The startling headline this week on the front page of a newspaper pointed to more than 100,000 private housing units in the pipeline as at the end of the third quarter, a record high since data was collected more than a decade ago.
The number included private housing supply of 83,975 units, 9,824 Executive Condominiums and an estimated 10,070 units that will be developed from sites sold or slated for sale. In addition, some 27,000 public housing flats will be sold this year – another record.
In the true spirit of Halloween, these numbers may scare some investors and others planning to buy new homes to pause for reflection.
However, the numbers – presumably screaming of a huge overhang of supply that will lead to a significant price correction in the near future – are not new and not as straightforward as they seem.
Warnings of record pipeline supply have been sounded many times before. Moreover, a significant portion, or 56 per cent, of the future private housing supply has already been sold. Nevertheless, more than 36,000 units have remained unsold, still a historical high.
But, as noted by one reader, supply is not true supply if it is not put up for sale. So at any point in time, the numbers offered for sale in the market may not be very big or at least not big enough to put downward pressure on prices.
Developers have some discretion to time their project launches to coincide with periods of optimism in the market. Not only do they sell more during the good times, they sell them more quickly, partly because of the herd instinct.
Public housing flats are mainly for own accommodation, so really there is no issue of oversupply here. However, they do take away potential buyers from the private housing market – from the lower-priced segment at least.
Those most in need of this warning are the investors, especially short-term ones. For long-term investors, their motivation is wealth preservation. Most are realistic not to expect much or any capital appreciation in the next few years. Some are even willing to tolerate small paper losses because they believe they will eventually earn a profit if they hold their properties long enough.
However, for new investors, such losses can hurt just as much as actual losses.
The leasing market for housing is still pretty resilient, but can it withstand the onslaught of the huge impending supply?

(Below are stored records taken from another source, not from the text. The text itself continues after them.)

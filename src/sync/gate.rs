//! Per-identity minimum-interval rate gate.
//!
//! The remote service tolerates far fewer syncs than callers attempt, so the
//! gate refuses an identity's attempt until the interval since its previous
//! attempt has elapsed. Time is passed in by the caller, mirroring the
//! injected-clock discipline used by the cache.

use std::collections::HashMap;
use std::time::{Duration, Instant};

use uuid::Uuid;

/// Minimum wait between sync attempts for one identity.
pub const MIN_SYNC_INTERVAL: Duration = Duration::from_secs(15);

#[derive(Debug)]
pub struct RateGate {
    min_interval: Duration,
    last_attempt: HashMap<Uuid, Instant>,
}

impl RateGate {
    pub fn new(min_interval: Duration) -> Self {
        Self {
            min_interval,
            last_attempt: HashMap::new(),
        }
    }

    /// Record an attempt for `id` at `now`, or reject with the remaining
    /// wait when the previous attempt was too recent. A rejection does not
    /// count as an attempt.
    pub fn try_acquire(&mut self, id: Uuid, now: Instant) -> Result<(), Duration> {
        if let Some(&last) = self.last_attempt.get(&id) {
            let elapsed = now.duration_since(last);
            if elapsed < self.min_interval {
                return Err(self.min_interval - elapsed);
            }
        }
        self.last_attempt.insert(id, now);
        Ok(())
    }
}

impl Default for RateGate {
    fn default() -> Self {
        Self::new(MIN_SYNC_INTERVAL)
    }
}
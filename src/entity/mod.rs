//! Per-identity runtime state: entity and player configs, their caches, and
//! the item-snapshot codec.

mod breasts;
mod cache;
mod config;
mod player;
mod snapshot;

pub use breasts::Breasts;
pub use cache::{EntityCache, IDLE_EXPIRY, PlayerRoster};
pub use config::{BREAST_SIZE_THRESHOLD, EntityConfig};
pub use player::{PlayerConfig, SyncState, SyncStatus};
pub use snapshot::{BreastSnapshot, RESERVED_KEY};
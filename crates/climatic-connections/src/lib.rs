//! # Climatic Connections
//!
//! Connection lifecycle for interactive device CLIs. A [`Connection`] spawns
//! a transport process on a pseudo-terminal and hands back a [`Terminal`]
//! for an expect engine to drive.

#![warn(missing_docs)]

/// Lifecycle contract shared by all transports
pub mod connection;

/// Lifecycle state machine
pub mod state;

/// Subprocess command lines
pub mod command;

/// PTY handles and transcripts
pub mod terminal;

/// Terminal spawning seam
pub mod spawner;

/// SSH transport
pub mod ssh;

/// Local process transport
pub mod local;

/// Connection error types
pub mod error;

#[cfg(test)]
pub(crate) mod test_utils;

pub use command::CommandLine;
pub use connection::{Connection, ConnectionInfo, TransportType};
pub use error::ConnectionError;
pub use local::{LocalConfig, LocalConnection, DEFAULT_LOCAL_PROGRAM};
pub use portable_pty::ExitStatus;
pub use spawner::{PtySpawner, TerminalSpawner};
pub use ssh::{parse_algorithm_list, SshConfig, SshConnection, DEFAULT_SSH_BINARY, DEFAULT_SSH_PORT};
pub use state::ConnectionState;
pub use terminal::{Terminal, Transcript, WindowSize, WINDOW_COLS, WINDOW_ROWS};
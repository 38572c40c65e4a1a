//! SSH transport
//!
//! Runs the system `ssh` client on a pseudo-terminal. The command line is
//!
//! ```text
//! ssh -p <port> <user>@<address> [-c <ciphers>] [-oKexAlgorithms=<algorithms>]
//! ```
//!
//! Authentication and the remote prompt are left to whoever drives the
//! terminal afterwards.

use crate::connection::with_logger;
use crate::spawner::spawn_connection_terminal;
use crate::state::Lifecycle;
use crate::{
    CommandLine, Connection, ConnectionError, ConnectionInfo, ConnectionState, PtySpawner, Terminal,
    TerminalSpawner, Transcript, TransportType,
};
use serde::{Deserialize, Deserializer, Serialize};
use std::sync::Arc;
use tracing::{debug, trace, Dispatch};

/// Default SSH port
pub const DEFAULT_SSH_PORT: u16 = 22;

/// Default SSH client binary
pub const DEFAULT_SSH_BINARY: &str = "ssh";

fn default_port() -> u16 {
    DEFAULT_SSH_PORT
}

fn default_binary() -> String {
    DEFAULT_SSH_BINARY.to_string()
}

/// SSH configuration
#[derive(Debug, Clone, PartialEq, Eq, Serialize, Deserialize)]
pub struct SshConfig {
    /// Remote hostname or IP
    pub address: String,
    /// Login user
    pub user: String,
    /// Remote port (default: 22)
    #[serde(default = "default_port")]
    pub port: u16,
    /// Cipher suites to offer, in preference order
    #[serde(
        default,
        deserialize_with = "deserialize_algorithms",
        skip_serializing_if = "Option::is_none"
    )]
    pub ciphers: Option<Vec<String>>,
    /// Key-exchange algorithms to offer, in preference order
    #[serde(
        default,
        alias = "keyex",
        deserialize_with = "deserialize_algorithms",
        skip_serializing_if = "Option::is_none"
    )]
    pub kex_algorithms: Option<Vec<String>>,
    /// SSH client executable
    #[serde(default = "default_binary")]
    pub binary: String,
}

impl SshConfig {
    /// Configuration for `user@address` on the default port
    pub fn new(address: impl Into<String>, user: impl Into<String>) -> Self {
        Self {
            address: address.into(),
            user: user.into(),
            port: DEFAULT_SSH_PORT,
            ciphers: None,
            kex_algorithms: None,
            binary: default_binary(),
        }
    }

    /// Parse a `user@host[:port]` target
    pub fn from_target(target: &str) -> Result<Self, ConnectionError> {
        let (user, rest) = target.split_once('@').ok_or_else(|| {
            ConnectionError::Configuration(format!("target `{}` has no user", target))
        })?;

        let mut host = rest;
        let mut port = DEFAULT_SSH_PORT;
        // A bare IPv6 address has several colons and no port
        if let Some((name, port_str)) = rest.rsplit_once(':').filter(|(name, _)| !name.contains(':')) {
            port = port_str.parse::<u16>().map_err(|_| {
                ConnectionError::Configuration(format!("invalid port `{}` in target", port_str))
            })?;
            host = name;
        }

        let config = Self::new(host, user).with_port(port);
        config.validate()?;
        Ok(config)
    }

    /// Load and validate a JSON configuration
    pub fn from_json(json: &str) -> Result<Self, ConnectionError> {
        let config: Self = serde_json::from_str(json)?;
        config.validate()?;
        Ok(config)
    }

    /// Set the port
    pub fn with_port(mut self, port: u16) -> Self {
        self.port = port;
        self
    }

    /// Restrict the offered cipher suites
    pub fn with_ciphers<I, S>(mut self, ciphers: I) -> Self
    where
        I: IntoIterator<Item = S>,
        S: Into<String>,
    {
        self.ciphers = Some(ciphers.into_iter().map(Into::into).collect());
        self
    }

    /// Restrict the offered key-exchange algorithms
    pub fn with_kex_algorithms<I, S>(mut self, algorithms: I) -> Self
    where
        I: IntoIterator<Item = S>,
        S: Into<String>,
    {
        self.kex_algorithms = Some(algorithms.into_iter().map(Into::into).collect());
        self
    }

    /// Use a different SSH client executable
    pub fn with_binary(mut self, binary: impl Into<String>) -> Self {
        self.binary = binary.into();
        self
    }

    /// Check structural invariants
    pub fn validate(&self) -> Result<(), ConnectionError> {
        validate_login_part("address", &self.address)?;
        validate_login_part("user", &self.user)?;
        if self.port == 0 {
            return Err(ConnectionError::Configuration("SSH port must be between 1 and 65535".to_string()));
        }
        if self.binary.trim().is_empty() {
            return Err(ConnectionError::Configuration("SSH binary must not be empty".to_string()));
        }
        if let Some(ciphers) = &self.ciphers {
            validate_algorithms("ciphers", ciphers)?;
        }
        if let Some(algorithms) = &self.kex_algorithms {
            validate_algorithms("key-exchange algorithms", algorithms)?;
        }
        Ok(())
    }

    /// `user@address` login target
    pub fn target(&self) -> String {
        format!("{}@{}", self.user, self.address)
    }

    /// Build the SSH client command line
    pub fn command_line(&self) -> CommandLine {
        let mut command = CommandLine::new(&self.binary)
            .arg("-p")
            .arg(self.port.to_string())
            .arg(self.target());

        if let Some(ciphers) = &self.ciphers {
            command = command.arg("-c").arg(ciphers.join(","));
        }

        if let Some(algorithms) = &self.kex_algorithms {
            command = command.arg(format!("-oKexAlgorithms={}", algorithms.join(",")));
        }

        command
    }
}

When the authorities said last year they were clamping down hard on the number of foreigners in Singapore, many including myself felt that housing rents will come under huge downward pressure since foreigners formed the bulk of renters.
We waited patiently but housing rentals did not correct. Instead, they continued to inch upwards. Recently released population figures provided clarity to this puzzle: The number of foreigners has continued to grow.
The severe clampdown was actually in the form of drastically reducing the rate of growth of foreigner inflow. But slower growth does not mean fewer foreigners in the country. That is one puzzle solved.
However, it still comes as a surprise that rents are rising even as ever larger numbers of units have been completed over the past year and a half.
Vacancy rate levels have largely held steady for the previous quarters before rising slightly in the third quarter. But for sure, the absolute number of vacant apartments has been increasing steadily, not just for the third quarter but for the earlier quarters as well.
Normally, rising rents and rising vacancy levels do not go together, but in abnormal times such as the present, it happens.
Rock-bottom holding costs due to the low interest rate environment have allowed more owners to keep their apartments vacant for that much longer. This has been critical in sustaining the high rents in the face of the increasing number of vacant units. So far, landlords as a group have been more united and successful in keeping rents high than renters have been able to negotiate lower rates.
But the dynamics behind the housing rental market is a lot more complex these days – propped up by growing numbers of local renters and the still growing number of en bloc beneficiaries. Even at this late stage of the property cycle, we do get requests from some management committees to submit a proposal for a collective sale.
Even as one support to the rental market weakens, another rises to take its place. It is really difficult to predict how rents will trend in the near future.
So, Halloween or not, the huge supply numbers as a scare tactic have lost much of their fright value these days.
Colin Tan is Head of Research and Consultancy at Chesterton Suntec International.